> **TO DO**
Return each line in the records below that includes "AudioSink".

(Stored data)
────────────────────────────────────────

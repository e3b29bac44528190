use serde::{Deserialize, Serialize};

/// Metadata block at the top of a chapter file.
#[derive(Debug, Clone, Deserialize, Serialize, PartialEq, Eq)]
#[serde(rename_all = "camelCase")]
pub struct ChapterFrontmatter {
    pub title: String,

    #[serde(default, skip_serializing_if = "Option::is_none")]
    pub description: Option<String>,

    /// youtube id of the chapter video
    #[serde(default, skip_serializing_if = "Option::is_none")]
    pub video_id: Option<String>,

    #[serde(default, skip_serializing_if = "Option::is_none")]
    pub video_author: Option<String>,

    // quiz
    #[serde(default, skip_serializing_if = "Option::is_none")]
    pub question: Option<String>,

    #[serde(default, skip_serializing_if = "Vec::is_empty")]
    pub answers: Vec<String>,

    #[serde(default, skip_serializing_if = "Option::is_none")]
    pub correct_answer: Option<usize>,
}

#[derive(Serialize, Debug, Clone, PartialEq, Eq)]
pub struct Heading {
    pub level: usize,
    pub slug: String,
    pub title: String,
}
use std::{
    io::{BufRead, Write},
    path::PathBuf,
};

use anyhow::Context;

use crate::{
    content::{Chapter, ChapterQuiz, Tutorial},
    quiz::{
        progress, QuizProgressStore, QuizView, QuizViewInput, ANSWER_COUNT, UNLOCKED_MESSAGE,
        UNLOCK_TITLE,
    },
};

const BOLD: &str = "\x1b[1m";
const RESET: &str = "\x1b[0m";
const HELP: &str = "answer with 1-4, 's' to skip, 'r' to toggle remembering skips, 'q' to quit";

#[derive(Debug, PartialEq, Eq)]
pub enum SessionEnd {
    /// every chapter was unlocked
    Finished,
    Quit,
    /// input ran out before the tutorial was done
    Exhausted,
}

enum ChapterEnd {
    Unlocked,
    Quit,
    Exhausted,
}

/// Walks a tutorial chapter by chapter, asking each quiz on `output` and reading commands from `input`.
pub struct Session<'a, R, W> {
    store: &'a mut QuizProgressStore,
    tutorial: &'a Tutorial,
    progress_file: Option<PathBuf>,
    show_bonus: bool,
    input: R,
    output: W,
}

impl<'a, R: BufRead, W: Write> Session<'a, R, W> {
    pub fn new(store: &'a mut QuizProgressStore, tutorial: &'a Tutorial, input: R, output: W) -> Self {
        Self {
            store,
            tutorial,
            progress_file: None,
            show_bonus: false,
            input,
            output,
        }
    }

    pub fn with_progress_file(mut self, path: PathBuf) -> Self {
        self.progress_file = Some(path);
        self
    }

    /// Offer the bonus chapter next to the regular next chapter.
    pub fn with_bonus(mut self, show_bonus: bool) -> Self {
        self.show_bonus = show_bonus;
        self
    }

    pub fn run(mut self) -> anyhow::Result<SessionEnd> {
        let tutorial = self.tutorial;
        for (index, chapter) in tutorial.chapters.iter().enumerate() {
            let n = index + 1;
            writeln!(self.output, "\n{BOLD}{}. {}{RESET}", n, chapter.title())?;

            if self.store.is_unlocked(&chapter.slug) {
                writeln!(self.output, "already unlocked")?;
                continue;
            }

            let Some(quiz) = chapter.quiz.as_ref() else {
                writeln!(self.output, "no quiz in this chapter")?;
                continue;
            };

            match self.ask(n, chapter, quiz)? {
                ChapterEnd::Unlocked => self.render(n, chapter)?,
                ChapterEnd::Quit => return Ok(SessionEnd::Quit),
                ChapterEnd::Exhausted => return Ok(SessionEnd::Exhausted),
            }
        }

        writeln!(self.output, "\nall chapters of '{}' are unlocked", tutorial.key)?;
        Ok(SessionEnd::Finished)
    }

    fn ask(&mut self, n: usize, chapter: &Chapter, quiz: &ChapterQuiz) -> anyhow::Result<ChapterEnd> {
        self.render(n, chapter)?;
        writeln!(self.output, "{HELP}")?;
        let offers_answers = quiz.answers.len() == ANSWER_COUNT;

        while let Some(line) = self.read_line()? {
            match line.as_str() {
                "q" => return Ok(ChapterEnd::Quit),
                "s" => {
                    self.store.skip(&chapter.slug);
                    self.persist()?;
                    if !self.store.remember_skipped() {
                        writeln!(self.output, "remember this decision? [y/N]")?;
                        if let Some(answer) = self.read_line()? {
                            if answer.eq_ignore_ascii_case("y") {
                                self.store.set_remember_skipped(true);
                                self.persist()?;
                            }
                        }
                    }
                    return Ok(ChapterEnd::Unlocked);
                }
                "r" => {
                    self.store.toggle_remember_skipped();
                    self.persist()?;
                    writeln!(
                        self.output,
                        "remember skipped: {}",
                        self.store.remember_skipped()
                    )?;
                }
                choice => match choice.parse::<usize>() {
                    Ok(answer) if offers_answers && (1..=ANSWER_COUNT).contains(&answer) => {
                        let correct = self.store.select_answer(
                            &chapter.slug,
                            answer - 1,
                            quiz.correct_answer_index,
                        );
                        self.persist()?;
                        if correct {
                            return Ok(ChapterEnd::Unlocked);
                        }
                        writeln!(self.output, "not quite, try again")?;
                    }
                    _ => writeln!(self.output, "{HELP}")?,
                },
            }
        }

        Ok(ChapterEnd::Exhausted)
    }

    fn render(&mut self, n: usize, chapter: &Chapter) -> anyhow::Result<()> {
        let next = self.tutorial.next_chapter(&chapter.slug).map(Chapter::step);
        let view = QuizView::new(QuizViewInput {
            quiz: chapter.quiz.as_ref(),
            reaction: self.store.reaction(&chapter.slug),
            remember_skipped: self.store.remember_skipped(),
            n,
            show_bonus: self.show_bonus && next.is_none(),
            next_chapter: next.as_ref(),
        });

        if let Some(question) = view.question {
            if !view.show_next_chapter {
                writeln!(self.output, "-- {UNLOCK_TITLE} --")?;
                writeln!(self.output, "{question}")?;
                for answer in &view.answers {
                    let mark = if answer.checked { "x" } else { " " };
                    writeln!(self.output, "  [{mark}] {}. {}", answer.index + 1, answer.text)?;
                }
            }
        }

        if view.show_unlocked {
            writeln!(self.output, "{UNLOCKED_MESSAGE}")?;
        }
        for link in &view.next_chapters {
            let label = if link.is_bonus { "bonus" } else { "next" };
            writeln!(self.output, "{label}: {} ({})", link.step.title, link.step.link)?;
        }
        if let Some(remember) = view.remember_decision {
            let mark = if remember { "x" } else { " " };
            writeln!(self.output, "[{mark}] remember my decision to skip")?;
        }
        Ok(())
    }

    fn read_line(&mut self) -> anyhow::Result<Option<String>> {
        let mut line = String::new();
        let read = self
            .input
            .read_line(&mut line)
            .context("failed to read input")?;
        Ok((read > 0).then(|| line.trim().to_string()))
    }

    fn persist(&self) -> anyhow::Result<()> {
        if let Some(path) = &self.progress_file {
            progress::save(path, self.store.state())
                .context(format!("failed to save progress to {}", path.display()))?;
        }
        Ok(())
    }
}
use anyhow::Result;

/// Event delivered by a transcription stream.
#[derive(Debug, Clone, PartialEq, Eq)]
pub enum StreamEvent {
    /// A transcript fragment, possibly a revision of the previous one
    Fragment(String),
    /// The backend reported an error but the stream stays open
    BackendError(String),
    /// The stream closed (remote close or transport error)
    Closed,
}

/// Write half of a transcription stream.
#[async_trait::async_trait]
pub trait AudioSink: Send {
    /// Transmit one block of 16-bit little-endian PCM as a binary frame
    async fn send(&mut self, pcm: Vec<u8>) -> Result<()>;

    /// Close the stream
    async fn close(&mut self) -> Result<()>;
}

/// Read half of a transcription stream.
#[async_trait::async_trait]
pub trait FragmentSource: Send {
    /// Next event from the stream, or `None` once closed.
    ///
    /// Malformed inbound messages are logged and skipped here; they never
    /// terminate the stream.
    async fn next_event(&mut self) -> Option<StreamEvent>;
}

/// Opens transcription streams.
#[async_trait::async_trait]
pub trait TranscriptionConnector: Send + Sync {
    async fn connect(&self, url: &str) -> Result<(Box<dyn AudioSink>, Box<dyn FragmentSource>)>;
}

────────────────────────────────────────

> **OUTPUT OF THE EXERCISE**
pub trait AudioSink: Send {
    async fn connect(&self, url: &str) -> Result<(Box<dyn AudioSink>, Box<dyn FragmentSource>)>;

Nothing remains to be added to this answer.